Sent: Fri, 29 May 2009 2:01 am
Subject: Connie Circle update - 5/28/09

Hey, All -

To quote my favorite singer-songwriter Dar Williams, "I lived a whole life in one night" - where to begin?

~ Hi-Tech (the oxygen company) called back this morning and it seems that the 40 ft. tubing does not come in high flow - we decided to make the trade-off of limited mobility for increased oxygen and mom is okay with it (more on this further down)...

~ I got her to the doctor yesterday afternoon for her lesions and she was immediately diagnosed with neurodermatitis, very common in people of her age and circumstances -the doctor prescribed a topical ointment to apply twice a day for the next 10 days and we are all so relieved to know what it is and how to make it better...

~ Two guys from the funeral home/cemetery came out yesterday to talk to mom about not only her arrangements, but the interment of Marie's cremains (who passed away last June) - B said he wanted to be with both his mothers (mom and Marie) so mom decided on three side-by-side niches in the Catholic section. Her words: "signed, sealed, delivered"... :-)

~ With my brother's help, I bought the screen door today, only to find out we really needed a storm door - thanks again to B, R's husband, who took me back up there tonight to make the exchange... and he will install tomorrow or over the weekend...

~ The newspaper was delivered to the front door today, but not hanging on the doorknob - we'll give it another few days before we call back..

~ Okay... two women from Crossroads Hospice came this afternoon, Connie the supervisor and Harriet, the caseworker/nurse - they were amazingly informative and experienced and compassionate and, after only a short while, it was determined that now was indeed a good time for mom to begin the program. M and B (my sister and brother) were here as well, and everyone could tell this was a mutual decision, for mom's benefit - peace of mind... priceless... not to mention the fact that Medicare covers everything. They will send a wheelchair, shower chair and bedside commode out tomorrow and a visiting nurse will come Saturday (she would have come tomorrow as well, except for the fact we have company mid-day and wanted to concentrate on them) - there will be a team of nurses, caregivers, social workers, spiritual counselors, etc. not to mention all of mom's oxygen and medications will be taken care of through Crossroads now (we are especially reassured about the switch in oxygen providers)...
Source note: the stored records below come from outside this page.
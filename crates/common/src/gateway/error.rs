//! # Pass Error Types
//!
//! `PassError` is the single error contract for every policy, lifecycle
//! and lookup operation on gateway passes. Variants are non-overlapping:
//!
//! | Variant | Meaning |
//! |---------|---------|
//! | `Unauthorized` | Caller lacks the authority the operation requires |
//! | `NotFound` | Referenced network, pass or flag is absent |
//! | `AlreadyExists` | Duplicate creation (network, pass, flag name) |
//! | `InvalidState` | Operation not permitted in the pass's current state |
//! | `InvalidFlag` | Mask references bit positions the network never defined |
//! | `CapacityExceeded` | Flag catalogue is full |
//! | `NameTooLong` | Network display name exceeds its fixed width |
//! | `Codec` | Malformed fixed-width encoding or identifier text |
//!
//! Every variant is a deterministic, logical failure: retrying the same
//! call against the same state fails identically.

use serde::{Deserialize, Serialize};
use thiserror::Error;

use super::ids::Identity;
use super::status::PassState;

// ════════════════════════════════════════════════════════════════════════════════
// PASS ERROR
// ════════════════════════════════════════════════════════════════════════════════

/// Error type for gateway pass operations.
#[derive(Clone, Debug, PartialEq, Eq, Error, Serialize, Deserialize)]
pub enum PassError {
    /// The caller is neither the required authority nor an accepted delegate.
    #[error("unauthorized: {caller} may not {action}")]
    Unauthorized {
        /// Authenticated identity that attempted the operation.
        caller: Identity,
        /// Short operation name, e.g. `"freeze pass"`.
        action: String,
    },

    /// A referenced entity does not exist.
    #[error("not found: {0}")]
    NotFound(String),

    /// The entity being created is already present.
    #[error("already exists: {0}")]
    AlreadyExists(String),

    /// The pass is in a state that does not permit the operation.
    #[error("invalid state: cannot {action} a {state} pass")]
    InvalidState {
        /// State of the pass when the operation was attempted.
        state: PassState,
        /// Short operation name.
        action: String,
    },

    /// A mask references bit positions absent from the network catalogue.
    #[error("invalid flag mask {mask:#x}: undefined bits {undefined:#x}")]
    InvalidFlag {
        /// The offending mask.
        mask: u128,
        /// Bits of `mask` that are not defined.
        undefined: u128,
    },

    /// No free bit position remains in the flag catalogue.
    #[error("flag catalogue full: capacity is {capacity} flags")]
    CapacityExceeded {
        /// Width of the flag bitset.
        capacity: usize,
    },

    /// Network name longer than the fixed name width.
    #[error("network name is {len} bytes, maximum is {max}")]
    NameTooLong {
        /// Actual length in bytes.
        len: usize,
        /// Maximum permitted length in bytes.
        max: usize,
    },

    /// Bytes or text could not be decoded into a pass-domain value.
    #[error("codec error: {0}")]
    Codec(String),
}

impl PassError {
    /// Shorthand for [`PassError::Unauthorized`].
    pub fn unauthorized(caller: &Identity, action: &str) -> Self {
        PassError::Unauthorized {
            caller: *caller,
            action: action.to_string(),
        }
    }

    /// Shorthand for [`PassError::InvalidState`].
    pub fn invalid_state(state: PassState, action: &str) -> Self {
        PassError::InvalidState {
            state,
            action: action.to_string(),
        }
    }
}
~ After reading lots about hospice programs, I realized someone has to step up to be primary caregiver and that role seems to fall naturally to me - I've said from the beginning that my unemployment was a blessing in disguise. I plan to stay up here indefinitely to oversee the progression, as well as take advantage of the time with mom - M and B will come over when they're able (considering they're both working full-time jobs) and M mentioned getting wireless at mom's so she can work from there (since Internet has been so unreliable here). Everyone has promised I will get breaks, which I will need - fortunately, everything I need to accomplish in the next few months can be done from here, and we will take one joyful, comfortable, peace-filled day at a time (it's now all about abundance rather than deprivation)...

I'm pretty talked/typed out... but so glad to know the responsibility will now be umbrella-ed under one resource... and we can concentrate on spending quality time together - much love to all as we continue on this journey together... <3

SONG: Peace of Mind by Loggins & Messina

BOOK:
No Death, No Fear by Thich Nhat Hanh

POEM: To Look at Any Thing by John Moffitt

To look at any thing,
If you would know that thing,
You must look at it long:
To look at this green and say,
"I have seen spring in these
Woods," will not do - you must
Be the thing you see:
You must be the dark snakes of
Stems and ferny plumes of leaves,
You must enter in
To the small silences between
The leaves,
You must take your time
And touch the very peace
They issue from.

QUOTE: "The world that was not mine yesterday now lies spread out at my feet, a splendor. I seem, in the middle of the night, to have returned to the world of apples, the orchards of Heaven. Perhaps I should take my problems to a shrink, or perhaps I should enjoy the apples that I have, streaked with color like the evening sky." ~ John Cheever

Tuesday, May 26, 2009

Lungs (Townes Van Zandt)


Below is a note I just wrote to The Connie Circle, an e-mail distribution I've spoken of before (consisting of me, my sister, my daughter, and three of Mom's neighbors/friends), which I set up to keep us all in the loop after I returned last January - I also added my husband and two sons to this one, so they can be apprised of information/progress...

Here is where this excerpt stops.